Arthur Atta si racconta: "Mi prendo volentieri le pressioni per i soldi spesi dalla Fiorentina"

Arthur Atta si racconta: "Mi prendo volentieri le pressioni per i soldi spesi dalla Fiorentina"FirenzeViola.it
© foto di Federico De Luca 2026
Oggi alle 08:13Primo Piano
di Redazione FV

Arthur Atta si racconta. Lo fa al Corriere dello Sport, in un'intervista concessa pochi giorni dopo il suo arrivo alla Fiorentina. E' il colpo dell'estate, che conosciamo meglio attraverso questo estratto: «Il pallone è entrato subito nella mia vita, e quanta pazienza ha avuto mia mamma con me e con mia sorella, ma lei riusciva a risolvere tutto con la sua calma e la sua tranquillità, due caratteristiche del carattere che poi mi ha trasmesso. Mentre mio padre (originario del Benin, ndc) è stato il valore aggiunto per me: mi ha aiutato quand’ero ragazzo che cominciavo e non conoscevo certe cose, lui invece sì per essere stato a sua volta un calciatore e quelle cose me le spiegava, me le faceva capire, senza mai mettermi pressione e sempre con un modo di fare positivo. La stessa positività di mia madre. Non posso che ringraziarli». 

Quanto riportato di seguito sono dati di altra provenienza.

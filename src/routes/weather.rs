//! Weather HTTP endpoints.
//!
//! - GET /api/weather?lat=&lon= (normalized Open-Meteo forecast)
//! - POST /api/weather/bulk (WeatherAPI bulk passthrough)
//! - GET /api/lightning?lat=&lon= (Tomorrow.io flash-rate density)

use axum::extract::rejection::JsonRejection;
use axum::extract::{Query, State};
use axum::Json;
use serde::{Deserialize, Serialize};
use utoipa::ToSchema;

use super::{AppState, CoordinateQuery};
use crate::errors::{AppError, ErrorResponse};
use crate::helpers::parse_lat_lon;
use crate::services::normalizer::{
    normalize_current, normalize_series, NormalizedInstant, NormalizedSeries, CURRENT_LAYOUT,
    DAILY_LAYOUT, HOURLY_LAYOUT,
};
use crate::services::open_meteo::ForecastPayload;

/// Normalized forecast for one location.
#[derive(Debug, Serialize, ToSchema)]
pub struct WeatherResponse {
    /// Latest sample; `null` when the provider sent none
    #[schema(value_type = Option<Object>)]
    pub current_weather: Option<NormalizedInstant>,
    /// Hourly series: `time` plus one array per variable
    #[schema(value_type = Object)]
    pub hourly: NormalizedSeries,
    /// Daily series: `time` plus one array per variable
    #[schema(value_type = Object)]
    pub daily: NormalizedSeries,
}

impl WeatherResponse {
    fn from_payload(payload: &ForecastPayload) -> Self {
        let offset = payload.utc_offset_seconds;
        let hourly = payload.hourly.as_ref().map(|c| c.to_block(&HOURLY_LAYOUT));
        let daily = payload.daily.as_ref().map(|c| c.to_block(&DAILY_LAYOUT));

        Self {
            current_weather: payload.current.as_ref().map(|sample| {
                normalize_current(&sample.to_sample(&CURRENT_LAYOUT), &CURRENT_LAYOUT, offset)
            }),
            hourly: normalize_series(hourly.as_ref(), &HOURLY_LAYOUT, offset),
            daily: normalize_series(daily.as_ref(), &DAILY_LAYOUT, offset),
        }
    }
}

/// Bulk request body, forwarded to WeatherAPI as-is.
#[derive(Debug, Deserialize, ToSchema)]
pub struct BulkWeatherRequest {
    /// Location queries, e.g. `{"q": "Prishtina", "custom_id": "home"}`
    #[schema(value_type = Option<Vec<Object>>)]
    pub locations: Option<Vec<serde_json::Value>>,
}

/// Lightning activity at a location.
#[derive(Debug, Serialize, ToSchema)]
pub struct LightningResponse {
    pub lat: f64,
    pub lon: f64,
    /// Flashes per minute per km² in the latest interval
    pub flash_rate_density: f64,
    /// True when any flash activity is reported
    pub active: bool,
}

/// Get the normalized forecast for a coordinate pair.
///
/// Timestamps are ISO 8601 UTC, already shifted by the location's UTC offset.
#[utoipa::path(
    get,
    path = "/api/weather",
    tag = "Weather",
    params(CoordinateQuery),
    responses(
        (status = 200, description = "Normalized forecast", body = WeatherResponse),
        (status = 400, description = "lat/lon missing or not numeric", body = ErrorResponse),
        (status = 500, description = "Upstream failure", body = ErrorResponse),
    )
)]
pub async fn get_weather(
    State(state): State<AppState>,
    Query(query): Query<CoordinateQuery>,
) -> Result<Json<WeatherResponse>, AppError> {
    let (lat, lon) = parse_lat_lon(query.lat.as_deref(), query.lon.as_deref())?;
    let payload = state.weather.fetch_forecast(lat, lon).await?;

    Ok(Json(WeatherResponse::from_payload(&payload)))
}

/// Bulk current conditions for several locations.
#[utoipa::path(
    post,
    path = "/api/weather/bulk",
    tag = "Weather",
    request_body = BulkWeatherRequest,
    responses(
        (status = 200, description = "Provider bulk payload", body = Object),
        (status = 400, description = "Body is not JSON or locations missing", body = ErrorResponse),
        (status = 500, description = "Upstream failure or no API key", body = ErrorResponse),
    )
)]
pub async fn post_bulk_weather(
    State(state): State<AppState>,
    body: Result<Json<BulkWeatherRequest>, JsonRejection>,
) -> Result<Json<serde_json::Value>, AppError> {
    let Json(request) = body.map_err(|e| AppError::BadRequest(e.body_text()))?;
    let locations = request
        .locations
        .ok_or_else(|| AppError::MissingParameter("locations required".to_string()))?;

    let payload = state.bulk.fetch_bulk(&locations).await?;
    Ok(Json(payload))
}

/// Current lightning flash-rate density for a coordinate pair.
#[utoipa::path(
    get,
    path = "/api/lightning",
    tag = "Weather",
    params(CoordinateQuery),
    responses(
        (status = 200, description = "Lightning activity", body = LightningResponse),
        (status = 400, description = "lat/lon missing or not numeric", body = ErrorResponse),
        (status = 500, description = "Upstream failure or no API key", body = ErrorResponse),
    )
)]
pub async fn get_lightning(
    State(state): State<AppState>,
    Query(query): Query<CoordinateQuery>,
) -> Result<Json<LightningResponse>, AppError> {
    let (lat, lon) = parse_lat_lon(query.lat.as_deref(), query.lon.as_deref())?;
    let flash_rate_density = state.lightning.fetch_flash_rate(lat, lon).await?;

    Ok(Json(LightningResponse {
        lat,
        lon,
        flash_rate_density,
        active: flash_rate_density > 0.0,
    }))
}
use axum::extract::State;
use axum::Json;
use serde::Serialize;
use utoipa::ToSchema;

use super::AppState;

/// Health check response.
#[derive(Debug, Serialize, ToSchema)]
pub struct HealthResponse {
    /// Service status ("ok" when the asset cache is active, "degraded" otherwise)
    pub status: String,
    /// API version
    pub version: String,
    /// Active asset cache generation, if any
    pub cache_generation: Option<String>,
}

/// Health check endpoint.
///
/// Returns the API status and version. A missing asset cache generation
/// reports "degraded" (still 200): the API works, offline assets do not.
#[utoipa::path(
    get,
    path = "/api/health",
    tag = "Health",
    responses(
        (status = 200, description = "Service is up", body = HealthResponse),
    )
)]
pub async fn health_check(State(state): State<AppState>) -> Json<HealthResponse> {
    let cache_generation = state.assets.read().await.active_tag().map(str::to_string);

    Json(HealthResponse {
        status: if cache_generation.is_some() {
            "ok".to_string()
        } else {
            "degraded".to_string()
        },
        version: env!("CARGO_PKG_VERSION").to_string(),
        cache_generation,
    })
}

#[cfg(test)]
mod tests {
    use crate::routes::test_support::{get, send, state_for};
    use crate::services::asset_cache::install_and_activate;
    use axum::http::StatusCode;

    #[tokio::test]
    async fn test_health_degraded_without_cache() {
        let state = state_for("http://127.0.0.1:9", std::env::temp_dir());
        let (status, body) = send(state, get("/api/health")).await;
        assert_eq!(status, StatusCode::OK);
        assert_eq!(body["status"], "degraded");
        assert_eq!(body["version"], env!("CARGO_PKG_VERSION"));
        assert_eq!(body["cache_generation"], serde_json::Value::Null);
    }

    #[tokio::test]
    async fn test_health_reports_active_generation() {
        let root = tempfile::tempdir().unwrap();
        std::fs::write(root.path().join("index.html"), "ok").unwrap();
        let state = state_for("http://127.0.0.1:9", root.path().to_path_buf());
        install_and_activate(&state.assets, "moti-v7", root.path(), &["/"])
            .await
            .unwrap();

        let (_, body) = send(state, get("/api/health")).await;
        assert_eq!(body["status"], "ok");
        assert_eq!(body["cache_generation"], "moti-v7");
    }
}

Adesso Firenze: perché la Fiorentina che viene da una salvezza soffertissima e non farà le Coppe europee? 
«Perché ho parlato con Paratici e Grosso e mi sono piaciute tantissimo le loro idee sulla gestione del club, sul metodo di voler costruire la squadra , sul gioco da farle fare. Non ho avuto dubbi sulla decisione da prendere: non mi sono lasciato influenzare da sensazioni o fattori esterni e ho sentito subito che sarebbe stata quella giusta». 
 
Pure responsabilità per i venticinque milioni spesi per portarla via da Udine? 
«Certamente, ma me la prendo volentieri. Qui al Viola Park abbiamo tutto quello che ci serve, non abbiamo alcun alibi. Ci stiamo allenando di continuo, quindi non sono ancora riuscito a vederlo tutto anche perché è enorme, però da quello che ho visto penso sia qualcosa di straordinario. È una struttura unica e, quando parlavo del modo di gestire un club, ritengo sia davvero un’opportunità incredibile concessa anche a tutti i ragazzi e le ragazze del settore giovanile per poter crescere al meglio».